Saved entries
☆ ☆ ☆ ☆

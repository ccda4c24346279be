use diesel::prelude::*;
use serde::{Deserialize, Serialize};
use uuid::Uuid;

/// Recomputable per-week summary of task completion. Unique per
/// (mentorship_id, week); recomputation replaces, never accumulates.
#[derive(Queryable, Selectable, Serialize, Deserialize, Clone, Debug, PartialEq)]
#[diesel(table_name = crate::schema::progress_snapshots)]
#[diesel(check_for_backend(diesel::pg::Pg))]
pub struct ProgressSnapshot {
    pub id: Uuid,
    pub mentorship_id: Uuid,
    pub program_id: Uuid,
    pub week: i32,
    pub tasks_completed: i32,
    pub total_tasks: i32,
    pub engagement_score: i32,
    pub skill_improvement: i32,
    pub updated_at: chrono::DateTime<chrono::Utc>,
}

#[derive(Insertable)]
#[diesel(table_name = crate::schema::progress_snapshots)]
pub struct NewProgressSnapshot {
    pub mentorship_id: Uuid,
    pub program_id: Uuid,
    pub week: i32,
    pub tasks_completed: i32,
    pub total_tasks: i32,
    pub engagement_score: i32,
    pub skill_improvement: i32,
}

☆ ☆ ☆ ☆

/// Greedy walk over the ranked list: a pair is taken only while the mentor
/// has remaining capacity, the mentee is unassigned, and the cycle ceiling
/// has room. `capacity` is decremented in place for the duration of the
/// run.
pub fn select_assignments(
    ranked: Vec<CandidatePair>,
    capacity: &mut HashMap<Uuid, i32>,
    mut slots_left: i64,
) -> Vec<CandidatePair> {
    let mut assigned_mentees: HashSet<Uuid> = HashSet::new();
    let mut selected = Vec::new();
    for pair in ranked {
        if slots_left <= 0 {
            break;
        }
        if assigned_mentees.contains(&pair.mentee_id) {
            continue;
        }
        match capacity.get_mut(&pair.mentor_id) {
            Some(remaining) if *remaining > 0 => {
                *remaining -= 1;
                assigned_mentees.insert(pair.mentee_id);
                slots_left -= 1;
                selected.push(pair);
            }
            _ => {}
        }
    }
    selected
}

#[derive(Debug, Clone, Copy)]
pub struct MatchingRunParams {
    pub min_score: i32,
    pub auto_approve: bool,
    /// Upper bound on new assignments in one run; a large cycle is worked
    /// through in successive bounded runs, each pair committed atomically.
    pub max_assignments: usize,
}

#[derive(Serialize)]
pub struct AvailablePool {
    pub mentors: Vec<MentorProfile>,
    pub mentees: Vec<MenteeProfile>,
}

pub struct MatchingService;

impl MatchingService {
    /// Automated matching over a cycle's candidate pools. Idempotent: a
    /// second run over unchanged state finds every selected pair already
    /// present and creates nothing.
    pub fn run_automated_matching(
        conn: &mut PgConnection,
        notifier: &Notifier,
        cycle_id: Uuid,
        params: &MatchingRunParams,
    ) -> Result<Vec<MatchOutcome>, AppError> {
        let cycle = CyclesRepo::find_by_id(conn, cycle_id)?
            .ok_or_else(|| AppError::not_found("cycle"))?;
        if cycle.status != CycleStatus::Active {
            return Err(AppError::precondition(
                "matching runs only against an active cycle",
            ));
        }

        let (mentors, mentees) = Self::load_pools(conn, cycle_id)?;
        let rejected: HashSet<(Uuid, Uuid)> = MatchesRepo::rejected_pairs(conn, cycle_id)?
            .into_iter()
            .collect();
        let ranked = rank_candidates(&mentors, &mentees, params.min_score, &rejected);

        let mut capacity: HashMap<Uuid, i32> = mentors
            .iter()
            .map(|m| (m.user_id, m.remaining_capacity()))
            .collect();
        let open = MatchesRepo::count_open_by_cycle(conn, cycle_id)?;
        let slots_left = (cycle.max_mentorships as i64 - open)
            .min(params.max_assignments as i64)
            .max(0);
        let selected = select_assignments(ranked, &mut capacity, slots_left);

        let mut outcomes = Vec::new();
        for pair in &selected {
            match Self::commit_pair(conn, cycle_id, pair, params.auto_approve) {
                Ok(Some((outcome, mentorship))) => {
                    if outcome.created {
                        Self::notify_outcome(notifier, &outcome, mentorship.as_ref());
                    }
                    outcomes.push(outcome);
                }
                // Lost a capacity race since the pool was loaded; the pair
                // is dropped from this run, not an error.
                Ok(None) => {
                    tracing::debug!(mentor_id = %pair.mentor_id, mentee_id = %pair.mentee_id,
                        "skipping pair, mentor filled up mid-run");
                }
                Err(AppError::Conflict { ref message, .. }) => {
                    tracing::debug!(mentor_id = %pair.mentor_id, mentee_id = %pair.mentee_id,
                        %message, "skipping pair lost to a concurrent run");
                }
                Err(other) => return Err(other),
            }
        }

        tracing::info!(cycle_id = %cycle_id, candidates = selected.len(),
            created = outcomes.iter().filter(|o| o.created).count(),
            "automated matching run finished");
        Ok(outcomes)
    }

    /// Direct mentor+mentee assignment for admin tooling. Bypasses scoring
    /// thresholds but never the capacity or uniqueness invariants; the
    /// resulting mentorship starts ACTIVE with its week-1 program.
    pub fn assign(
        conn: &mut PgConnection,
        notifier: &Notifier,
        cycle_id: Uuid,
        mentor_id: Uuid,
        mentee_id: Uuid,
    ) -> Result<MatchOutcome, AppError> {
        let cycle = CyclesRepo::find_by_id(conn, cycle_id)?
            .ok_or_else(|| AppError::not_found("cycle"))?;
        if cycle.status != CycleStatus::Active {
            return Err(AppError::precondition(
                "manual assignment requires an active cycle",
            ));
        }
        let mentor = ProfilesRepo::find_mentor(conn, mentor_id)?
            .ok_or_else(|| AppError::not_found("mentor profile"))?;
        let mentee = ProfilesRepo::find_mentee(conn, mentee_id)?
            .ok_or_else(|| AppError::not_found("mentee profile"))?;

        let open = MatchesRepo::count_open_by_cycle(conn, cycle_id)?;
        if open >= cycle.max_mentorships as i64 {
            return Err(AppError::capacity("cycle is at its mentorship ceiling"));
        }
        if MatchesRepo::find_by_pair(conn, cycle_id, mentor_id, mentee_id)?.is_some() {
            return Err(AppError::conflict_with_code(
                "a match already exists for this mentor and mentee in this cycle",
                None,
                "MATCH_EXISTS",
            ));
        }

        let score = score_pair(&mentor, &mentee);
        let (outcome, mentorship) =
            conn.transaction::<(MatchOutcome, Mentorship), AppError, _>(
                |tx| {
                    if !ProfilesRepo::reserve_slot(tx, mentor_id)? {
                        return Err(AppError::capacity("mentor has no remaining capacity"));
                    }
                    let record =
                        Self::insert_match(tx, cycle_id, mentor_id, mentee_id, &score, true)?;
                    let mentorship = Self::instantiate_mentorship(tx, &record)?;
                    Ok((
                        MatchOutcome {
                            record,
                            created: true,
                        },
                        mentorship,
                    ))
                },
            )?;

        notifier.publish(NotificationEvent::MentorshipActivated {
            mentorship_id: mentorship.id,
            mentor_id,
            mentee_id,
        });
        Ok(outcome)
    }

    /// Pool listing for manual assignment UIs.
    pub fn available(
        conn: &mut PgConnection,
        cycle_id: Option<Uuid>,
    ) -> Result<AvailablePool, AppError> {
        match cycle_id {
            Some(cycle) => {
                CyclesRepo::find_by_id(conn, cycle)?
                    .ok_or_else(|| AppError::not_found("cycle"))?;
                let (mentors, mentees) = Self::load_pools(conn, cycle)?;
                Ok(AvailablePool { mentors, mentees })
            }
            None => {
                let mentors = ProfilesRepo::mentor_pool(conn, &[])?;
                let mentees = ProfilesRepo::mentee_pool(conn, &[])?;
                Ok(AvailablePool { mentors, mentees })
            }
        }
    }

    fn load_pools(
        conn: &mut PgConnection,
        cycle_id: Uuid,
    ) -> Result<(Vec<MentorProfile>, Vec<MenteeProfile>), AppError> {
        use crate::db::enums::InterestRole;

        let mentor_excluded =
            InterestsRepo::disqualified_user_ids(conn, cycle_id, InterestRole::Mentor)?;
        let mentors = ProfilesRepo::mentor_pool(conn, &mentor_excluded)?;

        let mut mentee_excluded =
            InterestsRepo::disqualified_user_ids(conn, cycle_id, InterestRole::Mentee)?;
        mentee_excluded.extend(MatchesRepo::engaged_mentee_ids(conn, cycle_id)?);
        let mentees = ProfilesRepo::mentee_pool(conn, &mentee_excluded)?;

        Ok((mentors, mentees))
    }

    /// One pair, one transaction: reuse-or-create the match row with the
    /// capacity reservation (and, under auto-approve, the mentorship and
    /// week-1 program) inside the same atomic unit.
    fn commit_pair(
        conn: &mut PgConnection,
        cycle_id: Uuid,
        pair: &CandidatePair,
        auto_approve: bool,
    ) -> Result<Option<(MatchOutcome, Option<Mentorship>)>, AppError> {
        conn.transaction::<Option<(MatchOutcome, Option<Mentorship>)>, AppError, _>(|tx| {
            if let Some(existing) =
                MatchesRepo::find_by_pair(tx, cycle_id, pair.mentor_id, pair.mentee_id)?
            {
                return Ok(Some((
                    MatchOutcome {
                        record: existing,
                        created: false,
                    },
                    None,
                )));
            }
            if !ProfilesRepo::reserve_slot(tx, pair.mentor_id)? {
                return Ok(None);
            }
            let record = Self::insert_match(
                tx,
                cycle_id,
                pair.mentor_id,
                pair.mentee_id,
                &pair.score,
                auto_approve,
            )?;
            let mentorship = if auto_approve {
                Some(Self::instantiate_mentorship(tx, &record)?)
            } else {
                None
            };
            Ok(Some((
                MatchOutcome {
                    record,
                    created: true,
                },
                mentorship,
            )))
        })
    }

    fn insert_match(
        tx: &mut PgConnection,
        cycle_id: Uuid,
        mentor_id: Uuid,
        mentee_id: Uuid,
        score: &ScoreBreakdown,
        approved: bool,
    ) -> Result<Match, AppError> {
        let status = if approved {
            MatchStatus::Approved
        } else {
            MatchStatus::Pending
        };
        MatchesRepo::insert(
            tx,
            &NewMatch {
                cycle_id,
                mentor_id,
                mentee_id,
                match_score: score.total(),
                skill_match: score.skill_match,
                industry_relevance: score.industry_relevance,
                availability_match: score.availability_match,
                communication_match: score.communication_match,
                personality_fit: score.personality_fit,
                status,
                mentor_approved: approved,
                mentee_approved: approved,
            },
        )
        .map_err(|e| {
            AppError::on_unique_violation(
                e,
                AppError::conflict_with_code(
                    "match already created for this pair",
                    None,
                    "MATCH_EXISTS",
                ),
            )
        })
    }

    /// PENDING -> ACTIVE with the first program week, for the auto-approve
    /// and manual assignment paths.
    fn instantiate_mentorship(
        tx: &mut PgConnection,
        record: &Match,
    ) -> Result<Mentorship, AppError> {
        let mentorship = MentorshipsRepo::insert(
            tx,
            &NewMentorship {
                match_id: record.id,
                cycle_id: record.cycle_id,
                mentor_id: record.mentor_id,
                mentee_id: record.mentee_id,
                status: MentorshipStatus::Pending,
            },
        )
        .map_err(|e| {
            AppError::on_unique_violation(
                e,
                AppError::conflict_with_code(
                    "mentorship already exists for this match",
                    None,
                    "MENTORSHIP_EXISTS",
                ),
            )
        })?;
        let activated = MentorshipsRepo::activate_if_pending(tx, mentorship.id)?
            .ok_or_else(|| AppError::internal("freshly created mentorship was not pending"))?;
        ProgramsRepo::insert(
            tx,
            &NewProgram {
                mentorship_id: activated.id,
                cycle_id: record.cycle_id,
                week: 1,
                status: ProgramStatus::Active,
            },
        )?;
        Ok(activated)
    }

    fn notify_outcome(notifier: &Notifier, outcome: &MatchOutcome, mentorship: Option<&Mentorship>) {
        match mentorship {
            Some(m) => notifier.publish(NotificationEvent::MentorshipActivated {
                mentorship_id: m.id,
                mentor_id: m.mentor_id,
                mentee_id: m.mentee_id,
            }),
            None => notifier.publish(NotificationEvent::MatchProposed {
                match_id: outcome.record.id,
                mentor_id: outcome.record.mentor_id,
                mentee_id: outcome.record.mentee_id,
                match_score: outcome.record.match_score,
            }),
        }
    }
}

☆ ☆ ☆ ☆

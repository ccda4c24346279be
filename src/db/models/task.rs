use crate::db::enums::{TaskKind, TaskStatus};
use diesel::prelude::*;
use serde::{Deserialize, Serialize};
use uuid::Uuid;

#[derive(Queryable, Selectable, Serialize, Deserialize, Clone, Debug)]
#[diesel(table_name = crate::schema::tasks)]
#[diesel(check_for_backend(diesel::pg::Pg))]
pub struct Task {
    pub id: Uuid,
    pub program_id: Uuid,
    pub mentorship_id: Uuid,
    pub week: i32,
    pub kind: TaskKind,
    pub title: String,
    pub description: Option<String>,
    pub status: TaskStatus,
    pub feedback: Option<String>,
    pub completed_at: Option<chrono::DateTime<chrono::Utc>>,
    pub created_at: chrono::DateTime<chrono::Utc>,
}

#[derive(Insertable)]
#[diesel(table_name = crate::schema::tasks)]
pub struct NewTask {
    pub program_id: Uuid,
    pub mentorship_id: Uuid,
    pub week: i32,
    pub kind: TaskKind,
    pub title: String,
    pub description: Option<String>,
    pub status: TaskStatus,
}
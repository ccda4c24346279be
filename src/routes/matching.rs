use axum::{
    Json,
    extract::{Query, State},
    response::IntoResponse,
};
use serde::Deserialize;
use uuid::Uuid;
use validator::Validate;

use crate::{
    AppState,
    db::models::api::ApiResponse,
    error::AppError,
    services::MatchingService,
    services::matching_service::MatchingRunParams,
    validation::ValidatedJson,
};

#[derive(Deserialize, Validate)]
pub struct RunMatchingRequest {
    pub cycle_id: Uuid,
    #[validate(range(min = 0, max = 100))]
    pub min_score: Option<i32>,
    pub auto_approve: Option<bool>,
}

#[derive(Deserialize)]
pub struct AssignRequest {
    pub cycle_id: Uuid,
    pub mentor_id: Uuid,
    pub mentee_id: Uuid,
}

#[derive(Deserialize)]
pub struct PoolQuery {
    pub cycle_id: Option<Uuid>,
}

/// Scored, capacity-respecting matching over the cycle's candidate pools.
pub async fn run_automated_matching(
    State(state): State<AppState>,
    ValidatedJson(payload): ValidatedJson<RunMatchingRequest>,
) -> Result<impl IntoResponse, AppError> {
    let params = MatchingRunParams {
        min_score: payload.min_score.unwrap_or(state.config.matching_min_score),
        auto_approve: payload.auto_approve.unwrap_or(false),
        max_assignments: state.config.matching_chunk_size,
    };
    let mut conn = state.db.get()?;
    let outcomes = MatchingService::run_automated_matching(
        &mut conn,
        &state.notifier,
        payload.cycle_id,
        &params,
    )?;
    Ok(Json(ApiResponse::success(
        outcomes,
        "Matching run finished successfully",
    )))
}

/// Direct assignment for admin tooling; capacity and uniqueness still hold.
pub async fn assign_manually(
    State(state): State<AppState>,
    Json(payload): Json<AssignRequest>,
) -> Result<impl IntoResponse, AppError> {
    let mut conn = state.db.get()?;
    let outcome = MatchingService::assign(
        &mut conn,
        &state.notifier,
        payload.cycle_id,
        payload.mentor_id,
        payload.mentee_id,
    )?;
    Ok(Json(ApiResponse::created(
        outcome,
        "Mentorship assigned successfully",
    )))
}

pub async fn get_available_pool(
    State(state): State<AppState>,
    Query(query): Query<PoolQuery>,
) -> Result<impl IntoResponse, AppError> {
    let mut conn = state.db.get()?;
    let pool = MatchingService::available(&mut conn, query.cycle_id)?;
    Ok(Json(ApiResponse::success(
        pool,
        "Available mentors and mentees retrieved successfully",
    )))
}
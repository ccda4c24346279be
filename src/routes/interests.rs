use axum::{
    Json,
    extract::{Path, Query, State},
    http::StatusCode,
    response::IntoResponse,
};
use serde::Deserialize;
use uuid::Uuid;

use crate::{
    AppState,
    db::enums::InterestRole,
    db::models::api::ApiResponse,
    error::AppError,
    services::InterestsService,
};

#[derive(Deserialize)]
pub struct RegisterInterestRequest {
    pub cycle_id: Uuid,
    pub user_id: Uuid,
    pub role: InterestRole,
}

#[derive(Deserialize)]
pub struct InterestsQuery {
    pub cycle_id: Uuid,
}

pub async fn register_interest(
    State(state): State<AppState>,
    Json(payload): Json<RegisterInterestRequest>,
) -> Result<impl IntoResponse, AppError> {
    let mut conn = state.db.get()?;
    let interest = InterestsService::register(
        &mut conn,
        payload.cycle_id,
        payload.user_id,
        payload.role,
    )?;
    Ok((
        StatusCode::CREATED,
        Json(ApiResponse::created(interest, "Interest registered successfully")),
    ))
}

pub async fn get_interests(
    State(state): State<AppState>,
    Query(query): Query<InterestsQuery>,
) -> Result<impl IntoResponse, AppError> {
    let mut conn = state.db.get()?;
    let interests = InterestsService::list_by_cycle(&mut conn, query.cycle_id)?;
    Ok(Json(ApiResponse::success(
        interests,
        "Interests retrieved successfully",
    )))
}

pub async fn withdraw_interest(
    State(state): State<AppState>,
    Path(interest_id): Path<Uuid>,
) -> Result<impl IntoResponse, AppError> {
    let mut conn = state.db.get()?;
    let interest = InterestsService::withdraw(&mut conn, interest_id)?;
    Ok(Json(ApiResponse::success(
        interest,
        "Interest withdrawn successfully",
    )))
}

☆ ☆ ☆ ☆

Work task = Among the records above, only the lines between the line holding "CyclesRepo::find_by_id(conn, cycle)?" and the line holding "let mentors = ProfilesRepo::mentor_pool(conn, &[])?;", inclusive, are to be output, exactly as written.

The answer =
                CyclesRepo::find_by_id(conn, cycle)?
                    .ok_or_else(|| AppError::not_found("cycle"))?;
                let (mentors, mentees) = Self::load_pools(conn, cycle)?;
                Ok(AvailablePool { mentors, mentees })
            }
            None => {
                let mentors = ProfilesRepo::mentor_pool(conn, &[])?;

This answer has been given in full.